![]() |
|
I was sitting in an Eckerd, waiting for a prescription. I had a rash spreading from my wrists to my shoulders, and was waiting for special
prescription crème to come to my rescue before the rash decided to spread to other parts of my body that are socially unacceptable to scratch. Speaking of scratching, I was undertaking a great triumph of will in my attempt not to dig my fingers into my flesh and rend it from my bones, throwing gobs of inflamed tissue at the bored pharmacy cashier - just because she didn't know or care about the hell I was in. I contemplated testing my blood pressure, just to pass the time, but realized that it was probably already too high because of the stress I was in, and if I found out it was high, it would only go higher. I let my eyes wander from the hated cashier to rest on the product aisle facing me. Then I realized what I was looking at.
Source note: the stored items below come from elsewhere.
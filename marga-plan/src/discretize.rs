//! Pose discretization onto the search lattice.
//!
//! A [`Configuration`] pairs a continuous pose with its discrete lattice
//! indices `(ix, iy, ih)`. The indices are always derived from the pose
//! under the active [`Discretizer`] and grid, so search equality is defined
//! on indices alone ([`ConfigKey`]).

use marga_grid::core::math::{normalize_angle, TWO_PI};
use marga_grid::{GridCoord, OccupancyGrid, Pose2D};
use serde::{Deserialize, Serialize};

/// Lattice discretization parameters shared by primitive generation and
/// search: translation resolution and the number of discrete headings.
#[derive(Clone, Copy, Debug, PartialEq, Serialize, Deserialize)]
pub struct Discretizer {
    /// Meters per lattice cell (must match the grid resolution)
    resolution: f32,
    /// Number of discrete headings over a full turn
    heading_count: u16,
}

impl Discretizer {
    /// Create a new discretizer.
    pub fn new(resolution: f32, heading_count: u16) -> Self {
        debug_assert!(resolution > 0.0);
        debug_assert!(heading_count > 0);
        Self {
            resolution,
            heading_count,
        }
    }

    /// Meters per lattice cell
    #[inline]
    pub fn resolution(&self) -> f32 {
        self.resolution
    }

    /// Number of discrete headings
    #[inline]
    pub fn heading_count(&self) -> u16 {
        self.heading_count
    }

    /// Angular width of one heading step (radians)
    #[inline]
    pub fn heading_step(&self) -> f32 {
        TWO_PI / self.heading_count as f32
    }

    /// Discretize a continuous heading to the nearest heading index.
    #[inline]
    pub fn heading_to_index(&self, theta: f32) -> u16 {
        let step = self.heading_step();
        let positive = normalize_angle(theta).rem_euclid(TWO_PI);
        ((positive / step).round() as u32 % self.heading_count as u32) as u16
    }

    /// Continuous heading of a heading index, normalized to [-π, π).
    #[inline]
    pub fn index_to_heading(&self, index: u16) -> f32 {
        normalize_angle(index as f32 * self.heading_step())
    }

    /// Wrap a signed heading-index offset onto [0, heading_count).
    #[inline]
    pub fn wrap_heading(&self, index: i32) -> u16 {
        index.rem_euclid(self.heading_count as i32) as u16
    }

    /// Snap a world-frame displacement to a whole-cell offset.
    #[inline]
    pub fn snap_delta(&self, dx: f32, dy: f32) -> (i32, i32) {
        (
            (dx / self.resolution).round() as i32,
            (dy / self.resolution).round() as i32,
        )
    }
}

/// Discrete lattice key: the identity of a configuration for search
/// purposes. Two configurations with equal keys are the same search state.
#[derive(Clone, Copy, Debug, PartialEq, Eq, Hash)]
pub struct ConfigKey {
    /// Cell column index
    pub ix: i32,
    /// Cell row index
    pub iy: i32,
    /// Heading index
    pub ih: u16,
}

/// A lattice configuration: continuous pose plus its discrete key.
///
/// The pose is always the lattice vertex pose (cell center, exact index
/// heading), so the key↔pose invariant holds by construction.
#[derive(Clone, Copy, Debug)]
pub struct Configuration {
    /// Continuous pose at the lattice vertex
    pub pose: Pose2D,
    /// Discrete lattice indices
    pub key: ConfigKey,
}

impl Configuration {
    /// Snap a continuous world pose onto the lattice.
    pub fn from_world(pose: Pose2D, grid: &OccupancyGrid, disc: &Discretizer) -> Self {
        let cell = grid.world_to_grid(pose.position());
        let ih = disc.heading_to_index(pose.theta);
        Self::from_key(
            ConfigKey {
                ix: cell.x,
                iy: cell.y,
                ih,
            },
            grid,
            disc,
        )
    }

    /// Build the configuration at a lattice key.
    pub fn from_key(key: ConfigKey, grid: &OccupancyGrid, disc: &Discretizer) -> Self {
        let center = grid.grid_to_world(GridCoord::new(key.ix, key.iy));
        Self {
            pose: Pose2D::new(center.x, center.y, disc.index_to_heading(key.ih)),
            key,
        }
    }

    /// The configuration's grid cell.
    #[inline]
    pub fn cell(&self) -> GridCoord {
        GridCoord::new(self.key.ix, self.key.iy)
    }
}

impl PartialEq for Configuration {
    fn eq(&self, other: &Self) -> bool {
        self.key == other.key
    }
}

impl Eq for Configuration {}

#[cfg(test)]
mod tests {
    use super::*;
    use std::f32::consts::{FRAC_PI_2, FRAC_PI_4, PI};

    fn disc8() -> Discretizer {
        Discretizer::new(1.0, 8)
    }

    #[test]
    fn test_heading_round_trip() {
        let disc = disc8();
        for i in 0..8u16 {
            assert_eq!(disc.heading_to_index(disc.index_to_heading(i)), i);
        }
    }

    #[test]
    fn test_heading_snaps_to_nearest() {
        let disc = disc8();
        assert_eq!(disc.heading_to_index(0.1), 0);
        assert_eq!(disc.heading_to_index(FRAC_PI_4 - 0.05), 1);
        assert_eq!(disc.heading_to_index(FRAC_PI_2), 2);
        assert_eq!(disc.heading_to_index(-FRAC_PI_2), 6);
        // Just below the wrap point snaps back to index 0
        assert_eq!(disc.heading_to_index(-0.1), 0);
        assert_eq!(disc.heading_to_index(PI), 4);
    }

    #[test]
    fn test_wrap_heading() {
        let disc = disc8();
        assert_eq!(disc.wrap_heading(-1), 7);
        assert_eq!(disc.wrap_heading(8), 0);
        assert_eq!(disc.wrap_heading(9), 1);
    }

    #[test]
    fn test_configuration_invariant() {
        let disc = disc8();
        // Cell centers at integer coordinates
        let grid = OccupancyGrid::centered_free(11, 11, 1.0);
        let config = Configuration::from_world(Pose2D::new(0.2, -0.3, 0.1), &grid, &disc);

        // Pose is the lattice vertex of the key
        let rebuilt = Configuration::from_key(config.key, &grid, &disc);
        assert_eq!(config.key, rebuilt.key);
        assert!(config.pose.approx_eq(rebuilt.pose, 1e-6, 1e-6));

        // Key matches what the grid/discretizer produce for the pose
        assert_eq!(grid.world_to_grid(config.pose.position()), config.cell());
        assert_eq!(disc.heading_to_index(config.pose.theta), config.key.ih);
    }

    #[test]
    fn test_snap_delta() {
        let disc = Discretizer::new(0.5, 8);
        assert_eq!(disc.snap_delta(1.1, -0.2), (2, 0));
        assert_eq!(disc.snap_delta(0.26, 0.24), (1, 0));
    }
}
It was the distinctly Female Problems and Sex aisle. The aisle directly faced the prescription waiting area, and I had a clear view of every product on the shelves. Pregnancy tests, yeast infection treatments, vaginal itching cream (that's relief of, not cause of), vaginal dryness jelly/cream/liquid (again with the relief), vaginal thermometers. And then the large and impressive display of condoms to the right of the vagina display. Just OUT there. It's embarrassing enough to have to buy these products, but placing the aisle in the perfect place for the enjoyment of the waiting area is just cruel. One doesn't want to be on stage when you're buying this. You don't walk up to a stranger in a store and casually discuss your vaginal dryness, but shopping in front of the entire prescription waiting area is pretty much advertising the fact. I suddenly felt embarrassed just sitting there, thinking about people shopping in that section. I hoped that no one would parade her yeast infection in front of me while I was waiting there.
Then it occurred to me: shopping in the pharmacy always advertises your problems.
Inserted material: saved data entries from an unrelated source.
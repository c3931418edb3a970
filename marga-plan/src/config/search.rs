//! Search configuration section.

use serde::{Deserialize, Serialize};

use crate::search::{AStarTuning, AraTuning};

use super::defaults;

/// Search settings section
#[derive(Clone, Debug, Serialize, Deserialize, Default)]
pub struct SearchSection {
    /// Baseline A* settings
    #[serde(default)]
    pub astar: AStarSection,

    /// Anytime ARA* settings
    #[serde(default)]
    pub arastar: AraStarSection,
}

/// A* settings
#[derive(Clone, Debug, Serialize, Deserialize)]
pub struct AStarSection {
    /// Expansions between time-budget checks
    #[serde(default = "defaults::budget_check_interval")]
    pub budget_check_interval: usize,
}

impl Default for AStarSection {
    fn default() -> Self {
        Self {
            budget_check_interval: defaults::budget_check_interval(),
        }
    }
}

impl AStarSection {
    /// Convert to the search loop tuning.
    pub fn to_tuning(&self) -> AStarTuning {
        AStarTuning {
            budget_check_interval: self.budget_check_interval.max(1),
        }
    }
}

/// ARA* settings
#[derive(Clone, Debug, Serialize, Deserialize)]
pub struct AraStarSection {
    /// Initial inflation factor (≥ 1)
    #[serde(default = "defaults::epsilon_start")]
    pub epsilon_start: f32,

    /// Fixed ε decrement between passes
    #[serde(default = "defaults::epsilon_step")]
    pub epsilon_step: f32,

    /// Expansions between time-budget checks
    #[serde(default = "defaults::budget_check_interval")]
    pub budget_check_interval: usize,
}

impl Default for AraStarSection {
    fn default() -> Self {
        Self {
            epsilon_start: defaults::epsilon_start(),
            epsilon_step: defaults::epsilon_step(),
            budget_check_interval: defaults::budget_check_interval(),
        }
    }
}

impl AraStarSection {
    /// Convert to the search loop tuning.
    pub fn to_tuning(&self) -> AraTuning {
        AraTuning {
            epsilon_start: self.epsilon_start.max(1.0),
            epsilon_step: self.epsilon_step.max(0.01),
            budget_check_interval: self.budget_check_interval.max(1),
        }
    }
}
It was the placement of the aisles that determined the strength of the advertisement. So why deny it and act all embarrassed? Why buy
unnecessary Twizzlers, sun block and condoms, pretending that the condoms just "fell in to the basket" and you might as well buy them
to avoid causing anyone the trouble of restocking? Everyone already knows you're having sex/
"My vagina itches!" I'll yell, the next time I'm there for Vagisil. And the woman next to me will say,
"Your vagina itches? You should see the yeast infection I've got!"
as she dumps Monistat into her cart. "My girlfriend's vagina is dry during sex," a conversational guy will add, getting a tube of KY jelly and a box of condoms. A harried woman will look at him and say,
"Don't get those condoms - those are the reason I'm testing myself for pregnancy," as she gets the (cheaper) Eckerd Brand pregnancy tests.
Because it's one of the most obvious aisles, we'll be the loudest, but if you walk around the store, you'll hear, "my hair is too gray, I need to color it," and "these hemorrhoids are killing me!" and "Damn my girlfriend for making me shop for her tampons - I wonder what 'heavy' means - she's not very fat..." from the inner shelves.
Little voices in the middle of the inner aisles ("I lose control of my bladder when I laugh") become louder when they're on an end-aisle
display ("My wart problem is really bad").
Some of the voices are unexpected:
"I forgot my girlfriend's birthday and need something fast!" from a guy who is looking at the bizarre
why-are-cookout-
And then, whether they began loud or soft, they all rise to a screeching bellow as we reach checkout. Pregnancy fears, period flow, premature gray, hemorrhoids, ribbed for her pleasure, and incontinence woes are all advertised in neon lighting to the minimum-wage earner behind the counter, who tries not to laugh, tries not to peer into our faces to try to figure out what kind of person has vaginal dryness, tries not to check our fingers for wedding rings to see if we've been BAD or if it's OK that we're buying a pregnancy test, tries to be professional as she bags our items.
And even as we leave the store, the voices do not stop, because the bags are translucent. If someone looks at us, they can still hear, "I wet my pants fairly often," coming from the bag. You can't win in the pharmacy.